Women everywhere deserve to live without fear of violence, harassment, or abuse.
Yet in all corners of the world, women must often think twice before walking home at night, ordering a drink in public, traveling solo, or going to school. It doesn't have to be this way.
A world without fear is possible for millions of women if U.S. leaders properly invest in global programs that prevent and respond to gender-based violence and address women's unique needs.
Sign the petition today to make your voice heard.
Women everywhere deserve to enjoy life without fear of abuse, harassment and violence. That is why I'm reaching out to you today as your constituent.
I'm speaking up with CARE Action advocates nationwide to urge you to fully fund programs that would prevent and respond to gender-based violence at $250 million in the 118th Congress, which would support women and girls' access to services that address violence.
Gender-based violence (GBV) is a global problem of epidemic proportions. One in three women will experience GBV in her lifetime, and that number rises to one in five during humanitarian emergencies. GBV – including intimate partner violence, harassment, exploitation, abuse, child, early and force marriage, and human trafficking – can undermine all areas of a woman's life, from her health and her education to her work and her livelihood.
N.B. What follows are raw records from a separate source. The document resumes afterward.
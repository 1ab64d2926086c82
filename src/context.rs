// Copyright (c) 2025 Erick Bourgeois, firestoned
// SPDX-License-Identifier: MIT

//! Shared context of the running controller.
//!
//! The binary builds one [`Context`] at startup and hands it to the pod
//! controller. It holds:
//! - Controller configuration
//! - The reconciler, wired with the detector chosen for the cluster kind
//! - The per-pod requeue policy applied after each reconciliation
//!
//! [`Collaborators`] is the seam between the controller and the API server; the
//! binary fills it with a [`KubeApi`], tests with in-memory fakes.

use crate::cluster::ClusterKind;
use crate::config::ControllerConfig;
use crate::controller::RequeuePolicy;
use crate::credentials::{EnvCredentialProvider, SecretCredentialProvider};
use crate::detector::mongodb::DriverMongoExecutor;
use crate::detector::mysql::{MySqlHost, SqlxMySqlExecutor};
use crate::detector::{MongoDetector, MySqlDetector, PrimaryDetector};
use crate::kube_api::{ClusterSpecSource, KubeApi, PodClient, SecretSource};
use crate::labeler::LabelUpdater;
use crate::reconciler::Reconciler;
use crate::retry::ItemExponentialBackoff;
use kube::Client;
use std::sync::Arc;

/// API access used by detection and labelling.
#[derive(Clone)]
pub struct Collaborators {
    pub pods: Arc<dyn PodClient>,
    pub specs: Arc<dyn ClusterSpecSource>,
    pub secrets: Arc<dyn SecretSource>,
}

impl Collaborators {
    /// All collaborators backed by one Kubernetes client.
    #[must_use]
    pub fn from_client(client: Client) -> Self {
        let api = Arc::new(KubeApi::new(client));
        Self {
            pods: api.clone(),
            specs: api.clone(),
            secrets: api,
        }
    }
}

/// Shared context of the running controller.
pub struct Context {
    /// Controller configuration
    pub config: Arc<ControllerConfig>,

    /// Handler of reconcile requests
    pub reconciler: Reconciler,

    /// Requeue decisions after success and failure
    pub requeue: RequeuePolicy,
}

impl Context {
    #[must_use]
    pub fn new(config: ControllerConfig, collaborators: &Collaborators) -> Self {
        let reconciler = build_reconciler(&config, collaborators);
        Self::with_reconciler(config, reconciler)
    }

    /// Context around an already built reconciler.
    #[must_use]
    pub fn with_reconciler(config: ControllerConfig, reconciler: Reconciler) -> Self {
        let requeue = RequeuePolicy::new(
            ItemExponentialBackoff::default(),
            config.max_requeues,
            config.resync_period,
        );
        Self {
            config: Arc::new(config),
            reconciler,
            requeue,
        }
    }
}

/// Address the `MySQL` detector dials for the configured mode.
///
/// A self-monitoring controller runs beside its database and uses loopback.
#[must_use]
pub fn mysql_host(config: &ControllerConfig) -> MySqlHost {
    if config.self_pod.is_some() {
        MySqlHost::Loopback
    } else {
        MySqlHost::PodIp
    }
}

/// Detector for the configured cluster kind.
#[must_use]
pub fn build_detector(config: &ControllerConfig, collaborators: &Collaborators) -> PrimaryDetector {
    match config.kind() {
        ClusterKind::MySql => PrimaryDetector::MySql(MySqlDetector::new(
            config.cluster.clone(),
            collaborators.specs.clone(),
            collaborators.secrets.clone(),
            Arc::new(EnvCredentialProvider::from_process_env(
                config.credential_env.clone(),
            )),
            Arc::new(SqlxMySqlExecutor),
            mysql_host(config),
        )),
        ClusterKind::MongoDb => PrimaryDetector::MongoDb(MongoDetector::new(
            config.cluster.clone(),
            collaborators.specs.clone(),
            collaborators.secrets.clone(),
            Arc::new(SecretCredentialProvider::new(collaborators.secrets.clone())),
            Arc::new(DriverMongoExecutor),
            config.cert_dir.clone(),
        )),
    }
}

/// Reconciler wired with the detector and label updater for `config`.
#[must_use]
pub fn build_reconciler(config: &ControllerConfig, collaborators: &Collaborators) -> Reconciler {
    Reconciler::new(
        config.kind(),
        Arc::new(build_detector(config, collaborators)),
        LabelUpdater::new(
            collaborators.pods.clone(),
            config.cluster.clone(),
            config.demotion,
        ),
    )
}

#[cfg(test)]
#[path = "context_tests.rs"]
mod context_tests;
As the rate and intensity of humanitarian crises continue to grow worldwide, so does the risk of violence against civilians. Women and girls are impacted greatly during humanitarian crises, which currently affect more than 324 million people worldwide. Not only do crisis-affected populations face displacement and the loss of their homes, livelihoods, and loved ones as a result of conflicts and emergencies, they often are vulnerable to acts such as rape and sexual assault, domestic violence, or child marriage. GBV is a stark violation of their rights and dignity and stands in the way of the security and health of refugees and displaced people during a crisis.
COVID-19 has already increased the rates of GBV in humanitarian contexts. Programs funded by the U.S.
Government help humanitarian aid workers prevent GBV by equipping them with resources, skills, protocols, and other tools to prevent gender-based violence at the start of an emergency. The U.S. is a critical leader in creating more effective responses to GBV in humanitarian settings, including GBV exacerbated by the war in Ukraine and the global food crisis.
Funding to prevent and respond to GBV in emergencies, including programs like Safe from the Start, ensures that local organizations in the country responding to humanitarian emergencies can effectively identify and address gender-based violence from the onset of a crisis, giving women and girls greater opportunities to help prevent such violence and contribute towards improving the safety of their communities. The goal of these programs is to reduce the incidence of GBV, ensure quality support for survivors from the very beginning of emergencies through timely and effective humanitarian action, and promote standards for prevention, mitigation and response to such crises.
The United States has within its power the ability to provide support to those who have survived or who are at risk of these horrific acts of violence. We can help ensure that women's voices are heard in leadership and decision-making processes so that such acts can be prevented. We can empower women and girls to be agents of change in their communities, particularly during times of crisis. Your leadership in funding these critical programs and services that address GBV in humanitarian emergencies is critical – particularly with the U.S. as one of the world's largest donors to humanitarian assistance.
I urge you to use your voice in Congress to fund programs that prevent and respond to gender-based violence at $250 million in FY24 appropriations. This funding makes clear that the United States stands with women's right to live without fear.